Promethean America

Can you kill your way to victory? Yes, if you are engaged in a hot war against a conventional enemy. Yes, too, if you face homicidal extremists. Killing them may be the only option. Indeed, death is the essential dimension of warfare. But, in defense of State Department spokeswoman Marie Harf (who has been mocked for suggesting a jobs program is the way to defeat terrorism), killing is not a grand strategy. Killing is certainly not the way to win a cold war or a long war. Economics is.

“We’re killing a lot of them, and we’re going to keep killing more of them. … But we cannot win this war by killing them,” Harf said during an MSNBC interview. “We need … to go after the root causes that leads people to join these groups, whether it’s lack of opportunity for jobs…”

Harf is right. Although she made a “gross oversimplification” of strategic counterinsurgency, implicitly endorses a left-leaning economic bias that jobs can be created by governments, and seems to misunderstand the non-economic motivation of Jihad, her central premise is one we should be embracing and extending rather than mocking and dismissing. Tom Rogan, writing at National Review, agrees. “Ideology is not the only reason that ISIS has won a global following. Consider whom ISIS is targeting in its propaganda efforts: socially disaffected young men from across the world. It tempts them with visions of unrestrained excitement tied to an ordained purpose.”

The American approach to Islamic terrorism has been too narrowly targeted at negating the enemy.

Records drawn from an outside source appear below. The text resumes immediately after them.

use super::geometry::CellVec;
use super::pattern::PatternTemplate;
use thiserror::Error;

#[derive(Debug, Error, Clone, PartialEq, Eq)]
pub enum GridError {
    #[error("Grid dimensions must both be at least 1, got {rows}x{cols}")]
    InvalidDimension { rows: usize, cols: usize },

    #[error("Cell ({row}, {col}) is outside the {rows}x{cols} grid")]
    OutOfBounds {
        row: usize,
        col: usize,
        rows: usize,
        cols: usize,
    },
}

/// A fixed-size field of cells with a closed (all-dead) boundary.
///
/// Dimensions are fixed for the lifetime of the value. Cells are stored as
/// bytes in row-major order; everything outside the bounds reads as dead.
#[derive(Debug, Clone, PartialEq, Eq)]
pub struct Grid {
    rows: usize,
    cols: usize,
    cells: Vec<u8>,
}

impl Grid {
    pub fn new(rows: usize, cols: usize) -> Result<Self, GridError> {
        if rows == 0 || cols == 0 {
            return Err(GridError::InvalidDimension { rows, cols });
        }
        Ok(Self {
            rows,
            cols,
            cells: vec![0; rows * cols],
        })
    }

    pub fn rows(&self) -> usize {
        self.rows
    }

    pub fn cols(&self) -> usize {
        self.cols
    }

    /// Reads a cell, treating anything outside the bounds as dead.
    pub fn is_alive(&self, row: i64, col: i64) -> bool {
        if row < 0 || col < 0 || row >= self.rows as i64 || col >= self.cols as i64 {
            return false;
        }
        self.cells[row as usize * self.cols + col as usize] != 0
    }

    /// Precise cell read; out-of-bounds access is a caller error.
    pub fn get(&self, row: usize, col: usize) -> Result<bool, GridError> {
        self.index(row, col).map(|idx| self.cells[idx] != 0)
    }

    /// Precise cell write; out-of-bounds access is a caller error.
    pub fn set(&mut self, row: usize, col: usize, alive: bool) -> Result<(), GridError> {
        let idx = self.index(row, col)?;
        self.cells[idx] = alive as u8;
        Ok(())
    }

    /// OR-merges a template into the grid at `origin` (x = column, y = row).
    ///
    /// Portions extending outside the bounds are clipped, never an error.
    pub fn merge(&mut self, origin: CellVec, template: &PatternTemplate) {
        for (r, c) in template.live_cells() {
            let row = origin.y as i64 + r as i64;
            let col = origin.x as i64 + c as i64;
            if row < 0 || col < 0 || row >= self.rows as i64 || col >= self.cols as i64 {
                continue;
            }
            self.cells[row as usize * self.cols + col as usize] = 1;
        }
    }

    /// The number of live cells.
    pub fn population(&self) -> usize {
        self.cells.iter().filter(|&&c| c != 0).count()
    }

    /// Kills every cell.
    pub fn clear(&mut self) {
        self.cells.fill(0);
    }

    pub(crate) fn cells(&self) -> &[u8] {
        &self.cells
    }

    /// Swaps the cell storage with `buffer`, which must have the same length.
    pub(crate) fn swap_cells(&mut self, buffer: &mut Vec<u8>) {
        debug_assert_eq!(buffer.len(), self.cells.len());
        std::mem::swap(&mut self.cells, buffer);
    }

    fn index(&self, row: usize, col: usize) -> Result<usize, GridError> {
        if row >= self.rows || col >= self.cols {
            return Err(GridError::OutOfBounds {
                row,
                col,
                rows: self.rows,
                cols: self.cols,
            });
        }
        Ok(row * self.cols + col)
    }
}

#[cfg(test)]
mod tests {
    use super::*;

    fn template(rows: &[&str]) -> PatternTemplate {
        PatternTemplate::from_rows("test", "t", rows).unwrap()
    }

    #[test]
    fn zero_dimension_is_rejected() {
        assert_eq!(
            Grid::new(0, 10),
            Err(GridError::InvalidDimension { rows: 0, cols: 10 })
        );
        assert_eq!(
            Grid::new(10, 0),
            Err(GridError::InvalidDimension { rows: 10, cols: 0 })
        );
    }

    #[test]
    fn new_grid_is_all_dead() {
        let grid = Grid::new(4, 6).unwrap();
        assert_eq!(grid.population(), 0);
        assert_eq!(grid.get(3, 5), Ok(false));
    }

    #[test]
    fn set_and_get_round_trip() {
        let mut grid = Grid::new(3, 3).unwrap();
        grid.set(1, 2, true).unwrap();
        assert_eq!(grid.get(1, 2), Ok(true));
        assert!(grid.is_alive(1, 2));
        grid.set(1, 2, false).unwrap();
        assert_eq!(grid.get(1, 2), Ok(false));
    }

    #[test]
    fn precise_access_past_extent_is_an_error() {
        let mut grid = Grid::new(3, 3).unwrap();
        assert_eq!(
            grid.set(3, 0, true),
            Err(GridError::OutOfBounds {
                row: 3,
                col: 0,
                rows: 3,
                cols: 3
            })
        );
        assert!(grid.get(0, 3).is_err());
    }

    #[test]
    fn boundary_reads_as_dead() {
        let grid = Grid::new(3, 3).unwrap();
        assert!(!grid.is_alive(-1, 0));
        assert!(!grid.is_alive(0, -1));
        assert!(!grid.is_alive(3, 0));
        assert!(!grid.is_alive(0, 3));
    }

    #[test]
    fn merge_is_a_boolean_or() {
        let mut grid = Grid::new(3, 3).unwrap();
        grid.set(0, 0, true).unwrap();
        grid.merge(CellVec::new(0, 0), &template(&["#_", "_#"]));
        assert_eq!(grid.population(), 2);
        assert_eq!(grid.get(0, 0), Ok(true));
        assert_eq!(grid.get(1, 1), Ok(true));
    }

    #[test]
    fn merge_clips_at_every_edge() {
        let mut grid = Grid::new(4, 4).unwrap();
        let block = template(&["##", "##"]);

        // One column hangs off the right edge, one row off the bottom.
        grid.merge(CellVec::new(3, 3), &block);
        assert_eq!(grid.population(), 1);
        assert_eq!(grid.get(3, 3), Ok(true));

        // Negative origin clips at the top-left corner.
        grid.clear();
        grid.merge(CellVec::new(-1, -1), &block);
        assert_eq!(grid.population(), 1);
        assert_eq!(grid.get(0, 0), Ok(true));
    }

    #[test]
    fn merge_entirely_outside_writes_nothing() {
        let mut grid = Grid::new(4, 4).unwrap();
        grid.merge(CellVec::new(10, 10), &template(&["##", "##"]));
        assert_eq!(grid.population(), 0);
    }

    #[test]
    fn clear_kills_everything() {
        let mut grid = Grid::new(3, 3).unwrap();
        grid.merge(CellVec::new(0, 0), &template(&["###"]));
        assert_eq!(grid.population(), 3);
        grid.clear();
        assert_eq!(grid.population(), 0);
    }
}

Frankly, President Obama has been as guilty of this as anyone –- his attitude was that U.S. troops could be disengaged from Iraq in 2012 because the terrorists had been defeated. Now it is 2014, and the administration has abandoned that grand strategy of negation, and they deserve credit for the change. What America needs now is a grand strategy of alliance maximization, with the goal of fostering a positive alternative to al-Qaeda, ISIS, and the demented theocratic promise.

Make no mistake, ISIS is in the process of discrediting itself as a governing model. They can’t police their streets or keep the utilities going. What Harf gets wrong is thinking that fixing “root causes” in war-torn Syria is something the United States has the power to change directly. That’s a liberal fantasy. People need to fix their own root causes. What the United States can do is help Jordan thrive economically, just as it helped South Korea thrive during the second half of the 20th century. Jordan should be the shining counter-model that will have so much security and prosperity that it shames the false prophets of terrorism.

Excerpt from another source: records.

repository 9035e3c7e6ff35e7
use slotmap::new_key_type;

new_key_type! {
    pub struct InstanceId;
}
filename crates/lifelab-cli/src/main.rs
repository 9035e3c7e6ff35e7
mod cli;
mod commands;
mod config;
mod error;
mod logging;
mod utils;

use crate::cli::{Cli, Commands};
use crate::error::Result;
use clap::Parser;
use tracing::{debug, error, info};

fn main() {
    if let Err(e) = run_app() {
        eprintln!("Error: {}", e);
        std::process::exit(1);
    }
}

fn run_app() -> Result<()> {
    let cli = Cli::parse();
    logging::setup_logging(cli.verbose, cli.quiet, cli.log_file.clone())?;

    info!("lifelab v{} starting up.", env!("CARGO_PKG_VERSION"));
    debug!("Full CLI arguments parsed: {:?}", &cli);

    let result = match cli.command {
        Commands::Run(args) => {
            info!("Dispatching to 'run' command.");
            commands::run::run(args)
        }
        Commands::Patterns(args) => {
            info!("Dispatching to 'patterns' command.");
            commands::patterns::run(args)
        }
    };

    if let Err(e) = &result {
        error!("Command failed: {}", e);
    }
    result
}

Robert Kagan’s The World America Made summarizes the success of a positive grand strategy. After 1945, American troops were so widely deployed for so long in Europe and Asia that they put those regions’ aggressors “out of the aggression business.” As I explained in a recent essay in Commentary, forward engagement during the decades of the Cold War was ultimately successful not by killing Soviet spies and insurgents, but by fostering economic growth and human development. Kagan believes the projection of free markets, free trade, and democracy were hallmarks of the American World Order, institutions that are not instinctive to regional powers in any era.

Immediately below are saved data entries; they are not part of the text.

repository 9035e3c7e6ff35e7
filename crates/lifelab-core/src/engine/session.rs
use super::config::SessionConfig;
use super::driver::{Pacer, SimulationDriver, SpeedTier};
use super::error::EngineError;
use super::grid::GridEngine;
use super::registry::{PatternRegistry, PlacedPattern};
use super::state::Mode;
use crate::core::models::geometry::{CellVec, Direction};
use crate::core::models::grid::Grid;
use crate::core::models::ids::InstanceId;
use crate::core::models::pattern::PatternLibrary;
use std::time::Instant;
use tracing::{debug, info, warn};

/// One interactive sandbox session: the library, the grid engine, the placed
/// pattern registry and the simulation driver, arbitrated by a single
/// interaction mode.
///
/// Commands arrive from a front-end and return whether they had any effect.
/// A command that is not valid for the current mode is a silent no-op; the
/// UI is expected to offer only contextually valid commands, but stale
/// clicks and ids must never crash a session.
///
/// The host loop calls [`Session::tick`] once per frame with the current
/// instant and the currently held directional key; everything time-based
/// (auto-run, hold-to-slide movement) is polled there, never blocked on.
pub struct Session {
    library: PatternLibrary,
    engine: GridEngine,
    registry: PatternRegistry,
    driver: SimulationDriver,
    move_pacer: Pacer,
    mode: Mode,
    /// The browsing mode to restore when a selection is dropped.
    resume: Mode,
    quit_requested: bool,
}

impl Session {
    pub fn new(library: PatternLibrary, config: &SessionConfig) -> Result<Self, EngineError> {
        let engine = GridEngine::new(config.rows, config.cols)?;
        info!(
            "Session opened: {}x{} grid, {} pattern(s) in the library",
            config.rows,
            config.cols,
            library.len()
        );
        Ok(Self {
            library,
            engine,
            registry: PatternRegistry::new(config.rows, config.cols),
            driver: SimulationDriver::new(config.speed),
            move_pacer: Pacer::new(config.move_repeat),
            mode: Mode::CategoryBrowsing,
            resume: Mode::CategoryBrowsing,
            quit_requested: false,
        })
    }

    // --- Command surface -------------------------------------------------

    /// Opens the pattern picker of `category`.
    pub fn choose_category(&mut self, category: &str) -> bool {
        if self.mode != Mode::CategoryBrowsing || !self.library.has_category(category) {
            return false;
        }
        self.set_browse(Mode::PatternBrowsing {
            category: category.to_string(),
        });
        true
    }

    /// Steps the picker back up one level.
    pub fn back(&mut self) -> bool {
        match self.mode.clone() {
            Mode::PatternBrowsing { .. } => {
                self.set_browse(Mode::CategoryBrowsing);
                true
            }
            Mode::Placing { category, .. } => {
                self.set_browse(Mode::PatternBrowsing { category });
                true
            }
            _ => false,
        }
    }

    /// Picks `name` from the currently browsed category.
    pub fn choose_pattern(&mut self, name: &str) -> bool {
        let Mode::PatternBrowsing { category } = &self.mode else {
            return false;
        };
        if self.library.get(category, name).is_none() {
            return false;
        }
        let category = category.clone();
        self.set_browse(Mode::Placing {
            category,
            name: name.to_string(),
        });
        true
    }

    /// Confirms the picked pattern at `pos`.
    ///
    /// Placement mode is sticky: a successful placement drops back to the
    /// pattern picker of the same category so the next instance is one pick
    /// away.
    pub fn place_at(&mut self, pos: CellVec) -> bool {
        let Mode::Placing { category, name } = self.mode.clone() else {
            return false;
        };
        match self.registry.place(&self.library, &category, &name, pos) {
            Ok(_) => {
                self.set_browse(Mode::PatternBrowsing { category });
                true
            }
            Err(e) => {
                warn!("Placement refused: {}", e);
                false
            }
        }
    }

    /// Hit-tests `point` against the placed instances and applies the click
    /// protocol: select on a fresh hit, re-target on a different instance,
    /// deselect when the selected instance is clicked again.
    pub fn select_at(&mut self, point: CellVec) -> bool {
        if self.mode.is_running() {
            return false;
        }
        let Some(hit) = self.registry.hit_test(point) else {
            return false;
        };
        if self.mode == (Mode::IdleWithSelection { id: hit }) {
            return self.deselect();
        }
        if self.registry.select(hit) {
            self.mode = Mode::IdleWithSelection { id: hit };
            true
        } else {
            false
        }
    }

    /// Drops the current selection and restores the picker.
    pub fn deselect(&mut self) -> bool {
        if !matches!(self.mode, Mode::IdleWithSelection { .. }) {
            return false;
        }
        self.registry.deselect();
        self.mode = self.resume.clone();
        true
    }

    /// Nudges the selected instance one cell in `direction`, stopping at the
    /// grid walls.
    pub fn move_selected(&mut self, direction: Direction) -> bool {
        let Mode::IdleWithSelection { id } = self.mode else {
            return false;
        };
        self.registry.move_by(id, direction.unit())
    }

    /// Merges every placed instance into the grid and starts the run.
    /// Irreversible for the session except via [`Session::reset`].
    pub fn commit(&mut self) -> bool {
        if self.mode.is_running() {
            return false;
        }
        self.registry.deselect();
        self.registry.merge_into(&self.library, &mut self.engine);
        self.mode = Mode::Running;
        info!(
            "Run committed at generation {} with population {}",
            self.engine.generation(),
            self.engine.population()
        );
        true
    }

    /// Returns the session to a blank pre-run state.
    pub fn reset(&mut self) -> bool {
        self.engine.reset();
        self.registry.clear();
        self.driver.stop();
        self.mode = Mode::CategoryBrowsing;
        self.resume = Mode::CategoryBrowsing;
        debug!("Session reset");
        true
    }

    /// Fires one manual step, rate-limited by the same interval as auto-run
    /// so a held advance key cannot exceed the configured speed.
    pub fn single_step(&mut self, now: Instant) -> bool {
        if !self.mode.is_running() || !self.driver.try_step(now) {
            return false;
        }
        self.engine.step();
        true
    }

    /// Toggles continuous stepping. Only meaningful while running.
    pub fn toggle_auto_run(&mut self, now: Instant) -> bool {
        if !self.mode.is_running() {
            return false;
        }
        let auto = self.driver.toggle_auto(now);
        debug!("Auto-run {}", if auto { "enabled" } else { "paused" });
        true
    }

    /// Switches the speed preset. Valid in every mode.
    pub fn set_speed(&mut self, tier: SpeedTier) -> bool {
        self.driver.set_tier(tier);
        true
    }

    pub fn quit(&mut self) -> bool {
        self.quit_requested = true;
        true
    }

    pub fn should_quit(&self) -> bool {
        self.quit_requested
    }

    /// One cooperative tick of the session.
    ///
    /// The host loop calls this once per frame with the instant and the
    /// directional key currently held (if any). While running with auto-run
    /// on, at most one paced step fires; before the run, a held key slides
    /// the selected instance one cell per repeat interval. Returns whether
    /// anything changed.
    pub fn tick(&mut self, now: Instant, held: Option<Direction>) -> bool {
        match self.mode {
            Mode::Running => {
                if self.driver.auto() && self.driver.try_step(now) {
                    self.engine.step();
                    true
                } else {
                    false
                }
            }
            Mode::IdleWithSelection { id } => match held {
                Some(direction) if self.move_pacer.ready(now) => {
                    self.registry.move_by(id, direction.unit())
                }
                _ => false,
            },
            _ => false,
        }
    }

    // --- Read accessors for the presentation layer -----------------------

    pub fn grid(&self) -> &Grid {
        self.engine.grid()
    }

    pub fn generation(&self) -> u64 {
        self.engine.generation()
    }

    pub fn population(&self) -> usize {
        self.engine.population()
    }

    pub fn mode(&self) -> &Mode {
        &self.mode
    }

    pub fn instances(&self) -> impl Iterator<Item = (InstanceId, &PlacedPattern)> {
        self.registry.iter()
    }

    pub fn selected(&self) -> Option<InstanceId> {
        self.registry.selected()
    }

    pub fn auto_run(&self) -> bool {
        self.driver.auto()
    }

    pub fn speed(&self) -> SpeedTier {
        self.driver.tier()
    }

    pub fn library(&self) -> &PatternLibrary {
        &self.library
    }

    /// Remembers the current picker position so a later deselect can land
    /// back where the user left off.
    fn set_browse(&mut self, mode: Mode) {
        self.resume = mode.clone();
        self.mode = mode;
    }
}
use clap::{Args, Parser, Subcommand, ValueEnum};
use lifelab::engine::driver::SpeedTier;
use std::path::PathBuf;

const HELP_TEMPLATE: &str = "\
{before-help}{name} {version}
{author-with-newline}{about-with-newline}
{usage-heading} {usage}

{all-args}{after-help}
";

#[derive(Parser, Debug)]
#[command(
    version,
    about = "lifelab - a headless driver for the Game of Life sandbox core: run scripted scenarios and inspect the pattern library.",
    help_template = HELP_TEMPLATE,
)]
#[command(propagate_version = true)]
pub struct Cli {
    #[command(subcommand)]
    pub command: Commands,

    /// Increase verbosity level (-v for INFO, -vv for DEBUG, -vvv for TRACE)
    #[arg(short, long, action = clap::ArgAction::Count, global = true)]
    pub verbose: u8,

    /// Suppress all log output except for errors
    #[arg(short, long, global = true, conflicts_with = "verbose")]
    pub quiet: bool,

    /// Write logs to a specified file in addition to the console output
    #[arg(long, global = true, value_name = "PATH")]
    pub log_file: Option<PathBuf>,
}

#[derive(Subcommand, Debug)]
pub enum Commands {
    /// Run a scripted scenario: place patterns, commit, and advance the
    /// simulation a number of generations.
    Run(RunArgs),
    /// List the patterns available in the library.
    Patterns(PatternsArgs),
}

/// Arguments for the `run` subcommand.
#[derive(Args, Debug)]
pub struct RunArgs {
    /// Path to a scenario file in TOML format. CLI flags override it.
    #[arg(short, long, value_name = "PATH")]
    pub scenario: Option<PathBuf>,

    /// Path to a custom pattern library in TOML format.
    /// Defaults to the built-in library.
    #[arg(short, long, value_name = "PATH")]
    pub library: Option<PathBuf>,

    /// Override the number of grid rows.
    #[arg(long, value_name = "INT")]
    pub rows: Option<usize>,

    /// Override the number of grid columns.
    #[arg(long, value_name = "INT")]
    pub cols: Option<usize>,

    /// Override the number of generations to simulate.
    #[arg(short, long, value_name = "INT")]
    pub generations: Option<u64>,

    /// Override the speed preset used by watch mode.
    #[arg(long, value_name = "TIER")]
    pub speed: Option<SpeedArg>,

    /// Render the grid to the terminal while the simulation runs, paced at
    /// the configured speed preset.
    #[arg(short, long)]
    pub watch: bool,

    /// Place a pattern, 'category/name@x,y'. Can be used multiple times.
    #[arg(short, long = "pattern", value_name = "SPEC")]
    pub patterns: Vec<String>,

    /// Write the per-generation population history to a CSV file.
    #[arg(long, value_name = "PATH")]
    pub report: Option<PathBuf>,
}

/// Arguments for the `patterns` subcommand.
#[derive(Args, Debug)]
pub struct PatternsArgs {
    /// Path to a custom pattern library in TOML format.
    /// Defaults to the built-in library.
    #[arg(short, long, value_name = "PATH")]
    pub library: Option<PathBuf>,
}

/// Speed preset names accepted on the command line.
#[derive(Debug, Clone, Copy, ValueEnum)]
pub enum SpeedArg {
    Slow,
    Normal,
    Fast,
}

impl From<SpeedArg> for SpeedTier {
    fn from(arg: SpeedArg) -> Self {
        match arg {
            SpeedArg::Slow => SpeedTier::Slow,
            SpeedArg::Normal => SpeedTier::Normal,
            SpeedArg::Fast => SpeedTier::Fast,
        }
    }
}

Empirical evidence of a troops-growth changes the way we should think about international affairs, particularly because it upends the calculus of national self-interest. The instinct of experts is to assume and motivate policy action based on national interest, yet American sacrifices were made even when the costs outweighed the benefits. Call it promethean power.

Statistical analysis reveals that countries allied with the United States flourished while others did not. Countries hosting more American forces experienced faster economic growth. Moreover, countries with a greater U.S. troop presence experienced faster increases in life expectancy and faster decreases in children’s mortality. This was good, not profitable.

Why call it promethean? The well-known Greek myth of Prometheus stealing fire from Zeus to give to the humans suggests a technological diffusion aspect to American power and presence. Despite the superhuman aspect of the myth, the essential nature of humanity is that we are “social animals.” Sharing knowledge is what we do. The myth is relevant because of its complex underlying motivations — Prometheus was in constant rebellion against the imperial order embodied by Zeus. America, too, was born in rebellion against the imperial order, and not just the British Empire, but the very idea of human repression by tyrants.

The U.S. military has been engaged, disengaged, now re-engaged in the Middle East. We are repeating the historical pattern of our engagement in Europe (fully withdrawing after WW1 only to return with a new postwar strategy after WW2). Let’s recognize that in the short term, the fire of Ares is essential if tactical. In the long term, for grand strategy, the fire of Prometheus is the only way to light the darkness.

Tim Kane is a research fellow at Stanford University’s Hoover Institution. He is co-author with Glenn Hubbard of the book Balance: The Economics of Great Powers from Ancient Rome to Modern America, recently out in paperback.